Les gouvernements américain, canadien et européens ont mis en place deux types de programmes pour répondre à la crise. Bien sûr, les deux vont faire exploser les déficits des gouvernements, avec les conséquences négatives sur les générations futures que l’on peut aisément imaginer. Mais ça, on y pensera plus tard.
D’abord le sauvetage financier. Il consistait à prêter de l’argent aux banques tout en garantissant leurs mauvais prêts. Les payeurs de taxes venaient donc épauler les banques. Goldman Sachs a profité de ce programme, recevant un prêt de 10 milliards du gouvernement américain. Ce prêt n’était peut-être pas vraiment nécessaire, car il a été remboursé à peine 6 mois plus tard, les dirigeants de Goldman Sachs préférant probablement ne pas avoir le gouvernement dans les pattes. Toutes les banques n’ont pas eu le même succès que Goldman Sachs, mais toutes se retrouvent aujourd’hui dans une situation nettement plus confortable que l’an dernier.
L’autre type de programmes consistait pour les gouvernements à effectuer des dépenses en infrastructures afin de créer de l’emploi. Il est clair que ces programmes n’ont pas suffi à enrayer la vague de licenciements qui frappait à peu près tous les secteurs industriels, car au moment d’écrire ces lignes le taux de chômage aux États-Unis s’approche de 10 %.

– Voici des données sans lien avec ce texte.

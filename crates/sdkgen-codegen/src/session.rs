//! Per-invocation generation state.
//!
//! A [`GenerationSession`] is created at the start of one generation pass
//! over one description document and dropped at the end. It owns the
//! [`AnonymousTypeRegistry`] and is threaded by reference through every
//! resolver and emitter call, so hoisted type names can never leak from one
//! run into the next.

use crate::backend::Backend;
use crate::description::{Document, Schema};
use indexmap::IndexMap;

/// Hoisted type name to emitted declaration text, in first-registration order.
///
/// Registering a name that already exists replaces its text but keeps its
/// original position.
///
/// # Examples
///
/// ```
/// use sdkgen_codegen::session::AnonymousTypeRegistry;
///
/// let mut registry = AnonymousTypeRegistry::new();
/// registry.register("JobResultType", "record A");
/// registry.register("JobErrorType", "record B");
/// registry.register("JobResultType", "record C");
///
/// let names: Vec<_> = registry.all().map(|(name, _)| name).collect();
/// assert_eq!(names, vec!["JobResultType", "JobErrorType"]);
/// assert_eq!(registry.get("JobResultType"), Some("record C"));
/// ```
#[derive(Debug, Clone, Default, PartialEq, Eq)]
pub struct AnonymousTypeRegistry {
    entries: IndexMap<String, String>,
}

impl AnonymousTypeRegistry {
    /// Creates an empty registry.
    #[must_use]
    pub fn new() -> Self {
        Self::default()
    }

    /// Records the declaration text of a hoisted type.
    pub fn register(&mut self, name: impl Into<String>, declaration: impl Into<String>) {
        self.entries.insert(name.into(), declaration.into());
    }

    /// Returns the declaration text registered under `name`.
    #[must_use]
    pub fn get(&self, name: &str) -> Option<&str> {
        self.entries.get(name).map(String::as_str)
    }

    /// Returns `true` if `name` has been registered.
    #[must_use]
    pub fn contains(&self, name: &str) -> bool {
        self.entries.contains_key(name)
    }

    /// Iterates over `(name, declaration)` pairs in registration order.
    pub fn all(&self) -> impl Iterator<Item = (&str, &str)> {
        self.entries
            .iter()
            .map(|(name, text)| (name.as_str(), text.as_str()))
    }

    /// Number of registered types.
    #[must_use]
    pub fn len(&self) -> usize {
        self.entries.len()
    }

    /// Returns `true` if nothing was hoisted.
    #[must_use]
    pub fn is_empty(&self) -> bool {
        self.entries.is_empty()
    }
}

/// State of one generation pass.
#[derive(Debug)]
pub struct GenerationSession<'a> {
    backend: &'a dyn Backend,
    components: &'a IndexMap<String, Schema>,
    registry: AnonymousTypeRegistry,
}

impl<'a> GenerationSession<'a> {
    /// Starts a pass over `document` rendering through `backend`.
    #[must_use]
    pub fn new(backend: &'a dyn Backend, document: &'a Document) -> Self {
        Self {
            backend,
            components: &document.components.schemas,
            registry: AnonymousTypeRegistry::new(),
        }
    }

    /// Backend used to render declarations.
    #[must_use]
    pub fn backend(&self) -> &'a dyn Backend {
        self.backend
    }

    /// Named component schemas of the document.
    #[must_use]
    pub fn components(&self) -> &'a IndexMap<String, Schema> {
        self.components
    }

    /// Returns the component name if `schema` is itself a top-level component node.
    #[must_use]
    pub fn component_name_of(&self, schema: &Schema) -> Option<&'a str> {
        self.components
            .iter()
            .find(|(_, component)| std::ptr::eq(*component, schema))
            .map(|(name, _)| name.as_str())
    }

    /// Hoisted types registered so far.
    #[must_use]
    pub fn registry(&self) -> &AnonymousTypeRegistry {
        &self.registry
    }

    /// Mutable access for the resolver.
    pub fn registry_mut(&mut self) -> &mut AnonymousTypeRegistry {
        &mut self.registry
    }

    /// Ends the pass and hands back the hoisted types.
    #[must_use]
    pub fn into_registry(self) -> AnonymousTypeRegistry {
        self.registry
    }
}
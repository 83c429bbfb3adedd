//! Read-only view of the plot components the layout is computed for
//!
//! The layout never talks to concrete widgets. Everything it needs from the
//! legend, the title and footer labels, the four scales and the canvas is
//! queried through the traits in this module, and text is measured through
//! [`TextMetrics`].

use crate::axis::Axis;
use crate::geometry::{LayoutSize, Margins};
use serde::{Deserialize, Serialize};

/// Extent used when a scale is asked for its thickness without a length limit
pub const UNBOUNDED_LENGTH: i32 = 16_777_215;

/// Scroll direction of a legend scrollbar
#[derive(Debug, Clone, Copy, PartialEq, Eq)]
pub enum Orientation {
    Horizontal,
    Vertical,
}

/// Font description passed to text measurement
#[derive(Debug, Clone, PartialEq, Serialize, Deserialize)]
pub struct Font {
    pub family: String,
    pub point_size: f64,
}

impl Default for Font {
    fn default() -> Self {
        Self {
            family: "sans-serif".to_string(),
            point_size: 10.0,
        }
    }
}

impl Font {
    pub fn new(family: impl Into<String>, point_size: f64) -> Self {
        Self {
            family: family.into(),
            point_size,
        }
    }
}

/// A piece of label text, optionally carrying its own font
///
/// Text without a font is rendered with the font of the widget showing it.
#[derive(Debug, Clone, Default, PartialEq, Serialize, Deserialize)]
pub struct LabelText {
    pub text: String,
    #[serde(default)]
    pub font: Option<Font>,
}

impl LabelText {
    pub fn new(text: impl Into<String>) -> Self {
        Self {
            text: text.into(),
            font: None,
        }
    }

    pub fn with_font(mut self, font: Font) -> Self {
        self.font = Some(font);
        self
    }

    pub fn is_empty(&self) -> bool {
        self.text.is_empty()
    }

    /// Copy of this text that uses `font` unless it already has its own
    pub fn resolved(&self, font: &Font) -> LabelText {
        LabelText {
            text: self.text.clone(),
            font: Some(self.font.clone().unwrap_or_else(|| font.clone())),
        }
    }
}

/// External text measurement capability
pub trait TextMetrics {
    /// Height needed to render `text` when wrapped to `width`
    fn height_for_width(&self, text: &LabelText, width: f64) -> f64;
}

/// Height of a scale title wrapped to `width`, including the scale spacing
///
/// Empty titles take no space.
pub fn title_height_for_width(
    metrics: &dyn TextMetrics,
    title: &LabelText,
    spacing: i32,
    width: f64,
) -> i32 {
    if title.is_empty() {
        return 0;
    }
    metrics.height_for_width(title, width).ceil() as i32 + spacing
}

/// Legend queries used by the layout
pub trait LegendInfo {
    fn frame_width(&self) -> i32;

    /// Extent of the scrollbar for the given orientation
    fn scroll_extent(&self, orientation: Orientation) -> i32;

    fn size_hint(&self) -> LayoutSize;

    /// Height the legend needs when it is `width` pixels wide
    fn height_for_width(&self, width: i32) -> i32;

    fn is_empty(&self) -> bool;
}

/// Title and footer label queries used by the layout
pub trait TextLabelInfo {
    fn text(&self) -> &LabelText;

    /// Font of the label widget, used for text without its own font
    fn font(&self) -> &Font;

    fn frame_width(&self) -> i32;

    /// Height of the whole label, frame included, for the given width
    fn height_for_width(&self, width: i32) -> i32;
}

/// Axis scale queries used by the layout
pub trait ScaleInfo {
    fn font(&self) -> &Font;

    /// Distance from the start of the widget to the first tick position
    fn start_border_dist(&self) -> i32;

    /// Distance from the last tick position to the end of the widget
    fn end_border_dist(&self) -> i32;

    /// Minimum `(start, end)` border distances the labels need
    fn border_dist_hint(&self) -> (i32, i32);

    /// Distance between the widget edge and the backbone
    fn margin(&self) -> i32;

    /// Distance between the labels and the title
    fn spacing(&self) -> i32;

    fn has_ticks(&self) -> bool;

    fn max_tick_length(&self) -> f64;

    /// Thickness of the scale, title included, for a given length
    fn dim_for_length(&self, length: i32, font: &Font) -> i32;

    fn title(&self) -> &LabelText;

    fn minimum_size_hint(&self) -> LayoutSize;
}

/// Canvas queries used by the layout
pub trait CanvasInfo {
    /// Frame and padding of the canvas on each edge
    fn contents_margins(&self) -> Margins;

    fn minimum_size(&self) -> LayoutSize;
}

/// Everything a layout pass needs to know about a plot
pub trait PlotComponents {
    fn legend(&self) -> Option<&dyn LegendInfo>;

    fn title_label(&self) -> Option<&dyn TextLabelInfo>;

    fn footer_label(&self) -> Option<&dyn TextLabelInfo>;

    fn axis_enabled(&self, axis: Axis) -> bool;

    fn axis_widget(&self, axis: Axis) -> Option<&dyn ScaleInfo>;

    fn canvas(&self) -> &dyn CanvasInfo;

    fn text_metrics(&self) -> &dyn TextMetrics;

    /// The scale widget of an axis, if the axis is enabled
    fn enabled_scale(&self, axis: Axis) -> Option<&dyn ScaleInfo> {
        if self.axis_enabled(axis) {
            self.axis_widget(axis)
        } else {
            None
        }
    }

    /// A legend that is present and has something to show
    fn visible_legend(&self) -> Option<&dyn LegendInfo> {
        self.legend().filter(|legend| !legend.is_empty())
    }
}

#[cfg(test)]
mod tests {
    use super::*;

    struct FixedLines(f64);

    impl TextMetrics for FixedLines {
        fn height_for_width(&self, _text: &LabelText, width: f64) -> f64 {
            if width < 100.0 {
                self.0 * 2.0
            } else {
                self.0
            }
        }
    }

    #[test]
    fn test_resolved_font_prefers_own_font() {
        let widget_font = Font::new("serif", 12.0);
        let own = LabelText::new("a").with_font(Font::new("mono", 8.0));
        assert_eq!(own.resolved(&widget_font).font, Some(Font::new("mono", 8.0)));

        let plain = LabelText::new("b");
        assert_eq!(plain.resolved(&widget_font).font, Some(widget_font));
    }

    #[test]
    fn test_title_height_for_width() {
        let metrics = FixedLines(10.5);
        let title = LabelText::new("Time");
        assert_eq!(title_height_for_width(&metrics, &title, 2, 500.0), 13);
        assert_eq!(title_height_for_width(&metrics, &title, 2, 50.0), 23);
        assert_eq!(title_height_for_width(&metrics, &LabelText::default(), 2, 50.0), 0);
    }
}
//! Minimum size estimation
//!
//! Estimates the smallest size at which every component of a plot still gets
//! its minimum size. Scale ends may overlap the neighbouring axis in the plot
//! corners, which is taken into account.

use crate::axis::{Axis, AxisMap};
use crate::components::{Orientation, PlotComponents};
use crate::config::LayoutConfig;
use crate::geometry::LayoutSize;

#[derive(Debug, Clone, Copy, Default)]
struct ScaleHint {
    width: i32,
    height: i32,
    min_start: i32,
    min_end: i32,
    tick_offset: i32,
}

/// Minimum size needed to lay out `plot` with `config`
pub fn minimum_size_hint(config: &LayoutConfig, plot: &dyn PlotComponents) -> LayoutSize {
    let canvas = plot.canvas();
    let margins = canvas.contents_margins();

    let mut hints = AxisMap::from_fn(|axis| match plot.enabled_scale(axis) {
        Some(scale) => {
            let hint = scale.minimum_size_hint();
            let (min_start, min_end) = scale.border_dist_hint();

            let mut tick_offset = scale.margin();
            if scale.has_ticks() {
                tick_offset += scale.max_tick_length().ceil() as i32;
            }

            ScaleHint {
                width: hint.width,
                height: hint.height,
                min_start,
                min_end,
                tick_offset,
            }
        }
        None => ScaleHint::default(),
    });

    let canvas_border = config
        .canvas_margins
        .map(|_, margin| margins.left + margin + 1);

    // scale ends reaching into the plot corners share space with the
    // neighbouring axis
    for axis in Axis::ALL {
        let neighbours = hints;
        let hint = &mut hints[axis];

        if axis.is_x_axis() && hint.width != 0 {
            let left = neighbours[Axis::YLeft];
            if hint.min_start > canvas_border[Axis::YLeft] && left.width != 0 {
                hint.width -= (hint.min_start - canvas_border[Axis::YLeft]).min(left.width);
            }

            let right = neighbours[Axis::YRight];
            if hint.min_end > canvas_border[Axis::YRight] && right.width != 0 {
                hint.width -= (hint.min_end - canvas_border[Axis::YRight]).min(right.width);
            }
        }

        if axis.is_y_axis() && hint.height != 0 {
            let bottom = neighbours[Axis::XBottom];
            if hint.min_end > canvas_border[Axis::XBottom] && bottom.height != 0 {
                hint.height -=
                    (hint.min_end - canvas_border[Axis::XBottom]).min(bottom.tick_offset);
            }

            let top = neighbours[Axis::XTop];
            if hint.min_start > canvas_border[Axis::XTop] && top.height != 0 {
                hint.height -= (hint.min_start - canvas_border[Axis::XTop]).min(top.tick_offset);
            }
        }
    }

    let min_canvas = canvas.minimum_size();
    let y_axes_width = hints[Axis::YLeft].width + hints[Axis::YRight].width;

    let canvas_width = hints[Axis::XBottom].width.max(hints[Axis::XTop].width)
        + margins.left
        + 1
        + margins.right
        + 1;
    let mut width = y_axes_width + canvas_width.max(min_canvas.width);

    let canvas_height = hints[Axis::YLeft].height.max(hints[Axis::YRight].height)
        + margins.top
        + 1
        + margins.bottom
        + 1;
    let mut height = hints[Axis::XBottom].height + hints[Axis::XTop].height
        + canvas_height.max(min_canvas.height);

    // a single y axis centers title and footer on the canvas
    let center_on_canvas = !(plot.axis_enabled(Axis::YLeft) && plot.axis_enabled(Axis::YRight));

    for label in [plot.title_label(), plot.footer_label()].into_iter().flatten() {
        if label.text().is_empty() {
            continue;
        }

        let mut label_width = width;
        if center_on_canvas {
            label_width -= y_axes_width;
        }

        let mut label_height = label.height_for_width(label_width);
        if label_height > label_width {
            // a long title in a narrow plot
            label_width = label_height;
            width = label_width;
            if center_on_canvas {
                width += y_axes_width;
            }
            label_height = label.height_for_width(label_width);
        }
        height += label_height + config.spacing;
    }

    if let Some(legend) = plot.visible_legend() {
        if config.legend_position.is_beside() {
            let mut legend_width = legend.size_hint().width;
            let legend_height = legend.height_for_width(legend_width);

            if legend.frame_width() > 0 {
                width += config.spacing;
            }
            if legend_height > height {
                legend_width =
                    legend_width.saturating_add(legend.scroll_extent(Orientation::Horizontal));
            }
            if config.legend_ratio < 1.0 {
                legend_width =
                    legend_width.min((width as f64 / (1.0 - config.legend_ratio)) as i32);
            }
            width = width.saturating_add(legend_width).saturating_add(config.spacing);
        } else {
            let legend_width = legend.size_hint().width.min(width);
            let mut legend_height = legend.height_for_width(legend_width);

            if legend.frame_width() > 0 {
                height += config.spacing;
            }
            if config.legend_ratio < 1.0 {
                legend_height =
                    legend_height.min((height as f64 / (1.0 - config.legend_ratio)) as i32);
            }
            height = height.saturating_add(legend_height).saturating_add(config.spacing);
        }
    }

    tracing::debug!(width, height, "minimum plot size");
    LayoutSize::new(width, height)
}

#[cfg(test)]
mod tests {
    use super::*;
    use crate::config::LegendPosition;
    use crate::geometry::Margins;
    use crate::scene::{LabelSpec, LegendSpec, PlotScene, ScaleSpec};

    fn four_axes() -> PlotScene {
        Axis::ALL.iter().fold(PlotScene::default(), |scene, axis| {
            scene.with_axis(*axis, ScaleSpec::with_thickness(30))
        })
    }

    fn legend(frame_width: i32) -> LegendSpec {
        LegendSpec {
            item_count: 3,
            frame_width,
            ..LegendSpec::default()
        }
    }

    #[test]
    fn test_scales_and_canvas() {
        let config = LayoutConfig::default();
        assert_eq!(minimum_size_hint(&config, &four_axes()), LayoutSize::new(112, 112));

        let mut scene = four_axes();
        scene.canvas.minimum_size = LayoutSize::new(200, 150);
        assert_eq!(minimum_size_hint(&config, &scene), LayoutSize::new(260, 210));

        let framed = four_axes().with_canvas_margins(Margins::uniform(3));
        assert_eq!(minimum_size_hint(&config, &framed), LayoutSize::new(118, 118));
    }

    #[test]
    fn test_empty_plot() {
        let hint = minimum_size_hint(&LayoutConfig::default(), &PlotScene::default());
        assert_eq!(hint, LayoutSize::new(2, 2));
    }

    #[test]
    fn test_corner_shared_with_left_axis() {
        let scene = PlotScene::default()
            .with_axis(Axis::YLeft, ScaleSpec::with_thickness(30))
            .with_axis(Axis::XBottom, ScaleSpec::with_thickness(30).with_border_dists(20, 0));
        assert_eq!(
            minimum_size_hint(&LayoutConfig::default(), &scene),
            LayoutSize::new(87, 82)
        );

        let alone = scene.without_axis(Axis::YLeft);
        assert_eq!(
            minimum_size_hint(&LayoutConfig::default(), &alone),
            LayoutSize::new(72, 32)
        );
    }

    #[test]
    fn test_corner_shared_with_x_axis_ticks() {
        let config = LayoutConfig::default();
        let y_axis = |start, end| ScaleSpec::with_thickness(30).with_border_dists(start, end);

        // the start of a y axis reaches into the top corner
        let top = PlotScene::default()
            .with_axis(Axis::YLeft, y_axis(20, 0))
            .with_axis(Axis::XTop, ScaleSpec::default());
        assert_eq!(minimum_size_hint(&config, &top), LayoutSize::new(82, 92));

        let bottom_only = top.clone().without_axis(Axis::XTop).with_axis(Axis::XBottom, ScaleSpec::default());
        assert_eq!(minimum_size_hint(&config, &bottom_only), LayoutSize::new(82, 102));

        // the end of a y axis reaches into the bottom corner
        let bottom = PlotScene::default()
            .with_axis(Axis::YLeft, y_axis(0, 20))
            .with_axis(Axis::XBottom, ScaleSpec::default());
        assert_eq!(minimum_size_hint(&config, &bottom), LayoutSize::new(82, 92));

        let top_only = bottom.clone().without_axis(Axis::XBottom).with_axis(Axis::XTop, ScaleSpec::default());
        assert_eq!(minimum_size_hint(&config, &top_only), LayoutSize::new(82, 102));

        // tickless x axes leave no room to share
        let tickless = PlotScene::default()
            .with_axis(Axis::YLeft, y_axis(20, 20))
            .with_axis(Axis::XBottom, ScaleSpec::with_thickness(30))
            .with_axis(Axis::XTop, ScaleSpec::with_thickness(30));
        assert_eq!(minimum_size_hint(&config, &tickless), LayoutSize::new(82, 152));
    }

    #[test]
    fn test_huge_legend_saturates() {
        let scene = four_axes().with_legend(LegendSpec {
            item_count: 100_000_000,
            ..LegendSpec::default()
        });
        let config = LayoutConfig {
            legend_position: LegendPosition::Right,
            legend_ratio: 1.0,
            ..LayoutConfig::default()
        };
        assert_eq!(minimum_size_hint(&config, &scene).width, i32::MAX);
    }

    #[test]
    fn test_title_adds_height() {
        let scene = four_axes().with_title(LabelSpec::new("Title"));
        assert_eq!(
            minimum_size_hint(&LayoutConfig::default(), &scene),
            LayoutSize::new(112, 134)
        );

        let empty = four_axes().with_title(LabelSpec::new(""));
        assert_eq!(
            minimum_size_hint(&LayoutConfig::default(), &empty),
            LayoutSize::new(112, 112)
        );
    }

    #[test]
    fn test_long_title_widens_narrow_plot() {
        let scene = PlotScene::default().with_title(LabelSpec::new("Title"));
        assert_eq!(
            minimum_size_hint(&LayoutConfig::default(), &scene),
            LayoutSize::new(84, 24)
        );
    }

    #[test]
    fn test_legend_beside_bounded_by_ratio() {
        let scene = four_axes().with_legend(legend(0));
        let config = LayoutConfig {
            legend_position: LegendPosition::Right,
            legend_ratio: 0.5,
            ..LayoutConfig::default()
        };
        assert_eq!(minimum_size_hint(&config, &scene), LayoutSize::new(341, 112));
    }

    #[test]
    fn test_legend_below() {
        let config = LayoutConfig::default();

        let scene = four_axes().with_legend(legend(0));
        assert_eq!(minimum_size_hint(&config, &scene), LayoutSize::new(112, 177));

        let framed = four_axes().with_legend(legend(1));
        assert_eq!(minimum_size_hint(&config, &framed), LayoutSize::new(112, 184));

        let empty = four_axes().with_legend(LegendSpec::default());
        assert_eq!(minimum_size_hint(&config, &empty), LayoutSize::new(112, 112));
    }
}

La justesse des politiques
On débattra longtemps de l’a-propos du sauvetage financier. Il était nécessaire, dit-on, pour sauver le fonctionnement de l’économie. Malheureusement, ce n’est pas la première fois que l’on nous sert cette excuse. Ce fut le cas lors la crise asiatique en 1997, suivie par la crise causée par l’insolvabilité de la Russie en 1998. Le gouvernement américain et la Réserve fédérale était alors intervenu directement en prenant le contrôle du fonds de couverture Long Term Capital Management qui croulait sous les pertes.
C’est arrivé également à la suite des attentats terroristes de septembre 2001 qui venait exacerber le ralentissement économique que causait l’éclatement de la bulle technologique l’année précédente. Les banques centrales avaient alors inondé de liquidités les marchés financiers. Il fallait préserver à tout prix le système financier. Évidemment, les banques en ont été les premières bénéficiaires.
Peut-être qu’un jour, lors d’une prochaine crise, décidera-t-on de mettre tous les deniers publics dans les programmes visant à soutenir l’emploi et de laisser les banques réparer elles-mêmes leur bilan financier. Peut-être réalisera-t-on que le système financier ne s’écroulera pas, mais plutôt se régénèrera de lui-même. Mais il se pourrait alors que les salaires chez Goldman Sachs soient moins élevés.